Only the lines containing "VALUES" should appear in the answer, copied from the listing below.

▸ **Material shown**:
"""
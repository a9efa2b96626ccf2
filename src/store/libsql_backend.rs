//! libSQL backend — async `Store` trait implementation.
//!
//! Supports local file and in-memory databases. Scalar fields map to
//! columns; list/map fields (capabilities, auth, events, output) are stored
//! as JSON text.

use std::path::Path;
use std::sync::Arc;

use async_trait::async_trait;
use chrono::{DateTime, Utc};
use libsql::{Connection, Database as LibSqlDatabase, params};
use tracing::info;
use uuid::Uuid;

use crate::error::StoreError;
use crate::store::migrations;
use crate::store::traits::Store;
use crate::worker::model::{Backend, Task, TaskSource, TaskStatus, Worker, WorkerStatus};

/// libSQL store backend.
pub struct LibSqlStore {
    #[allow(dead_code)]
    db: Arc<LibSqlDatabase>,
    conn: Connection,
}

impl LibSqlStore {
    /// Open (or create) a local database file and run migrations.
    pub async fn new_local(path: &Path) -> Result<Self, StoreError> {
        if let Some(parent) = path.parent() {
            std::fs::create_dir_all(parent)
                .map_err(|e| StoreError::Open(format!("failed to create db directory: {e}")))?;
        }

        let db = libsql::Builder::new_local(path)
            .build()
            .await
            .map_err(|e| StoreError::Open(e.to_string()))?;
        let conn = db.connect().map_err(|e| StoreError::Open(e.to_string()))?;

        let store = Self {
            db: Arc::new(db),
            conn,
        };
        store.run_migrations().await?;
        info!(path = %path.display(), "Store opened");
        Ok(store)
    }

    /// Create an in-memory database (for tests).
    pub async fn new_memory() -> Result<Self, StoreError> {
        let db = libsql::Builder::new_local(":memory:")
            .build()
            .await
            .map_err(|e| StoreError::Open(e.to_string()))?;
        let conn = db.connect().map_err(|e| StoreError::Open(e.to_string()))?;

        let store = Self {
            db: Arc::new(db),
            conn,
        };
        store.run_migrations().await?;
        Ok(store)
    }

    fn conn(&self) -> &Connection {
        &self.conn
    }
}

// ── Row mapping helpers ─────────────────────────────────────────────

fn q(e: libsql::Error) -> StoreError {
    StoreError::Query(e.to_string())
}

fn parse_datetime(s: &str) -> DateTime<Utc> {
    DateTime::parse_from_rfc3339(s)
        .map(|dt| dt.with_timezone(&Utc))
        .unwrap_or(DateTime::<Utc>::MIN_UTC)
}

fn parse_json<T: serde::de::DeserializeOwned + Default>(s: Option<String>) -> T {
    s.and_then(|s| serde_json::from_str(&s).ok()).unwrap_or_default()
}

fn to_json<T: serde::Serialize>(value: &T) -> Result<String, StoreError> {
    serde_json::to_string(value).map_err(|e| StoreError::Serialization(e.to_string()))
}

/// Column order: 0:id 1:name 2:backend 3:status 4:workspace_root
/// 5:credentials_root 6:capabilities 7:auth 8:last_error 9:created_at
/// 10:updated_at
fn row_to_worker(row: &libsql::Row) -> Result<Worker, StoreError> {
    let id_str: String = row.get(0).map_err(q)?;
    let backend_str: String = row.get(2).map_err(q)?;
    let status_str: String = row.get(3).map_err(q)?;
    let workspace: String = row.get(4).map_err(q)?;
    let created: String = row.get(9).map_err(q)?;
    let updated: String = row.get(10).map_err(q)?;

    Ok(Worker {
        id: Uuid::parse_str(&id_str)
            .map_err(|e| StoreError::Serialization(format!("worker id: {e}")))?,
        name: row.get(1).map_err(q)?,
        backend: Backend::parse(&backend_str).unwrap_or(Backend::CoreAgent),
        status: if status_str == "busy" {
            WorkerStatus::Busy
        } else {
            WorkerStatus::Ready
        },
        workspace_root: workspace.into(),
        credentials_root: row.get::<String>(5).ok().map(Into::into),
        capabilities: parse_json(row.get::<String>(6).ok()),
        auth: parse_json(row.get::<String>(7).ok()),
        last_error: row.get::<String>(8).ok(),
        created_at: parse_datetime(&created),
        updated_at: parse_datetime(&updated),
    })
}

/// Column order: 0:id 1:worker_id 2:source 3:instruction 4:status 5:backend
/// 6:result 7:result_summary 8:error 9:retry_count 10:created_at
/// 11:started_at 12:ended_at 13:events 14:output
fn row_to_task(row: &libsql::Row) -> Result<Task, StoreError> {
    let id_str: String = row.get(0).map_err(q)?;
    let worker_str: String = row.get(1).map_err(q)?;
    let source_str: String = row.get(2).map_err(q)?;
    let status_str: String = row.get(4).map_err(q)?;
    let created: String = row.get(10).map_err(q)?;

    let source = match source_str.as_str() {
        "user_cmd" => TaskSource::UserCmd,
        "user_chat" => TaskSource::UserChat,
        "heartbeat" => TaskSource::Heartbeat,
        _ => TaskSource::System,
    };
    let status = match status_str.as_str() {
        "running" => TaskStatus::Running,
        "done" => TaskStatus::Done,
        "failed" => TaskStatus::Failed,
        _ => TaskStatus::Queued,
    };

    Ok(Task {
        task_id: Uuid::parse_str(&id_str)
            .map_err(|e| StoreError::Serialization(format!("task id: {e}")))?,
        worker_id: Uuid::parse_str(&worker_str)
            .map_err(|e| StoreError::Serialization(format!("worker id: {e}")))?,
        source,
        instruction: row.get(3).map_err(q)?,
        status,
        backend: row.get::<String>(5).ok().and_then(|s| Backend::parse(&s)),
        result: row.get::<String>(6).ok(),
        result_summary: row.get::<String>(7).ok(),
        error: row.get::<String>(8).ok(),
        retry_count: row.get::<i64>(9).map_err(q)? as u32,
        created_at: parse_datetime(&created),
        started_at: row.get::<String>(11).ok().map(|s| parse_datetime(&s)),
        ended_at: row.get::<String>(12).ok().map(|s| parse_datetime(&s)),
        events: parse_json(row.get::<String>(13).ok()),
        output: row
            .get::<String>(14)
            .ok()
            .and_then(|s| serde_json::from_str(&s).ok()),
    })
}

fn source_to_str(source: TaskSource) -> &'static str {
    match source {
        TaskSource::UserCmd => "user_cmd",
        TaskSource::UserChat => "user_chat",
        TaskSource::Heartbeat => "heartbeat",
        TaskSource::System => "system",
    }
}

const WORKER_COLUMNS: &str = "id, name, backend, status, workspace_root, credentials_root, \
                              capabilities, auth, last_error, created_at, updated_at";

const TASK_COLUMNS: &str = "id, worker_id, source, instruction, status, backend, result, \
                            result_summary, error, retry_count, created_at, started_at, \
                            ended_at, events, output";

#[async_trait]
impl Store for LibSqlStore {
    async fn run_migrations(&self) -> Result<(), StoreError> {
        migrations::run_all(self.conn()).await
    }

    async fn insert_worker(&self, worker: &Worker) -> Result<(), StoreError> {
        self.conn()
            .execute(
                &format!(
                    "INSERT INTO workers ({WORKER_COLUMNS}) \
                     VALUES (?1, ?2, ?3, ?4, ?5, ?6, ?7, ?8, ?9, ?10, ?11)"
                ),
                params![
                    worker.id.to_string(),
                    worker.name.clone(),
                    worker.backend.as_str(),
                    if worker.status == WorkerStatus::Busy {
                        "busy"
                    } else {
                        "ready"
                    },
                    worker.workspace_root.display().to_string(),
                    worker
                        .credentials_root
                        .as_ref()
                        .map(|p| p.display().to_string()),
                    to_json(&worker.capabilities)?,
                    to_json(&worker.auth)?,
                    worker.last_error.clone(),
                    worker.created_at.to_rfc3339(),
                    worker.updated_at.to_rfc3339(),
                ],
            )
            .await
            .map_err(q)?;
        Ok(())
    }

    async fn get_worker(&self, id: Uuid) -> Result<Option<Worker>, StoreError> {
        let mut rows = self
            .conn()
            .query(
                &format!("SELECT {WORKER_COLUMNS} FROM workers WHERE id = ?1"),
                params![id.to_string()],
            )
            .await
            .map_err(q)?;
        match rows.next().await.map_err(q)? {
            Some(row) => Ok(Some(row_to_worker(&row)?)),
            None => Ok(None),
        }
    }

    async fn get_worker_by_name(&self, name: &str) -> Result<Option<Worker>, StoreError> {
        let mut rows = self
            .conn()
            .query(
                &format!("SELECT {WORKER_COLUMNS} FROM workers WHERE name = ?1"),
                params![name],
            )
            .await
            .map_err(q)?;
        match rows.next().await.map_err(q)? {
            Some(row) => Ok(Some(row_to_worker(&row)?)),
            None => Ok(None),
        }
    }

    async fn update_worker(&self, worker: &Worker) -> Result<(), StoreError> {
        let affected = self
            .conn()
            .execute(
                "UPDATE workers SET name = ?2, backend = ?3, status = ?4, \
                 workspace_root = ?5, credentials_root = ?6, capabilities = ?7, \
                 auth = ?8, last_error = ?9, updated_at = ?10 WHERE id = ?1",
                params![
                    worker.id.to_string(),
                    worker.name.clone(),
                    worker.backend.as_str(),
                    if worker.status == WorkerStatus::Busy {
                        "busy"
                    } else {
                        "ready"
                    },
                    worker.workspace_root.display().to_string(),
                    worker
                        .credentials_root
                        .as_ref()
                        .map(|p| p.display().to_string()),
                    to_json(&worker.capabilities)?,
                    to_json(&worker.auth)?,
                    worker.last_error.clone(),
                    Utc::now().to_rfc3339(),
                ],
            )
            .await
            .map_err(q)?;
        if affected == 0 {
            return Err(StoreError::NotFound {
                entity: "worker".to_string(),
                id: worker.id.to_string(),
            });
        }
        Ok(())
    }

    async fn delete_worker(&self, id: Uuid) -> Result<(), StoreError> {
        self.conn()
            .execute("DELETE FROM workers WHERE id = ?1", params![id.to_string()])
            .await
            .map_err(q)?;
        Ok(())
    }

    async fn list_workers(&self) -> Result<Vec<Worker>, StoreError> {
        let mut rows = self
            .conn()
            .query(
                &format!("SELECT {WORKER_COLUMNS} FROM workers ORDER BY created_at"),
                (),
            )
            .await
            .map_err(q)?;
        let mut workers = Vec::new();
        while let Some(row) = rows.next().await.map_err(q)? {
            workers.push(row_to_worker(&row)?);
        }
        Ok(workers)
    }

    async fn insert_task(&self, task: &Task) -> Result<(), StoreError> {
        self.conn()
            .execute(
                &format!(
                    "INSERT INTO tasks ({TASK_COLUMNS}) VALUES \
                     (?1, ?2, ?3, ?4, ?5, ?6, ?7, ?8, ?9, ?10, ?11, ?12, ?13, ?14, ?15)"
                ),
                params![
                    task.task_id.to_string(),
                    task.worker_id.to_string(),
                    source_to_str(task.source),
                    task.instruction.clone(),
                    task.status.as_str(),
                    task.backend.map(|b| b.as_str()),
                    task.result.clone(),
                    task.result_summary.clone(),
                    task.error.clone(),
                    task.retry_count as i64,
                    task.created_at.to_rfc3339(),
                    task.started_at.map(|t| t.to_rfc3339()),
                    task.ended_at.map(|t| t.to_rfc3339()),
                    to_json(&task.events)?,
                    task.output.as_ref().map(to_json).transpose()?,
                ],
            )
            .await
            .map_err(q)?;
        Ok(())
    }

    async fn get_task(&self, id: Uuid) -> Result<Option<Task>, StoreError> {
        let mut rows = self
            .conn()
            .query(
                &format!("SELECT {TASK_COLUMNS} FROM tasks WHERE id = ?1"),
                params![id.to_string()],
            )
            .await
            .map_err(q)?;
        match rows.next().await.map_err(q)? {
            Some(row) => Ok(Some(row_to_task(&row)?)),
            None => Ok(None),
        }
    }

    async fn update_task(&self, task: &Task) -> Result<(), StoreError> {
        let affected = self
            .conn()
            .execute(
                "UPDATE tasks SET status = ?2, backend = ?3, result = ?4, \
                 result_summary = ?5, error = ?6, retry_count = ?7, started_at = ?8, \
                 ended_at = ?9, events = ?10, output = ?11 WHERE id = ?1",
                params![
                    task.task_id.to_string(),
                    task.status.as_str(),
                    task.backend.map(|b| b.as_str()),
                    task.result.clone(),
                    task.result_summary.clone(),
                    task.error.clone(),
                    task.retry_count as i64,
                    task.started_at.map(|t| t.to_rfc3339()),
                    task.ended_at.map(|t| t.to_rfc3339()),
                    to_json(&task.events)?,
                    task.output.as_ref().map(to_json).transpose()?,
                ],
            )
            .await
            .map_err(q)?;
        if affected == 0 {
            return Err(StoreError::NotFound {
                entity: "task".to_string(),
                id: task.task_id.to_string(),
            });
        }
        Ok(())
    }

    async fn list_tasks_for_worker(
        &self,
        worker_id: Uuid,
        limit: usize,
    ) -> Result<Vec<Task>, StoreError> {
        let mut rows = self
            .conn()
            .query(
                &format!(
                    "SELECT {TASK_COLUMNS} FROM tasks WHERE worker_id = ?1 \
                     ORDER BY created_at DESC LIMIT ?2"
                ),
                params![worker_id.to_string(), limit as i64],
            )
            .await
            .map_err(q)?;
        let mut tasks = Vec::new();
        while let Some(row) = rows.next().await.map_err(q)? {
            tasks.push(row_to_task(&row)?);
        }
        Ok(tasks)
    }
}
"""
▸ **Output for this exercise**:
                     VALUES (?1, ?2, ?3, ?4, ?5, ?6, ?7, ?8, ?9, ?10, ?11)"
                    "INSERT INTO tasks ({TASK_COLUMNS}) VALUES \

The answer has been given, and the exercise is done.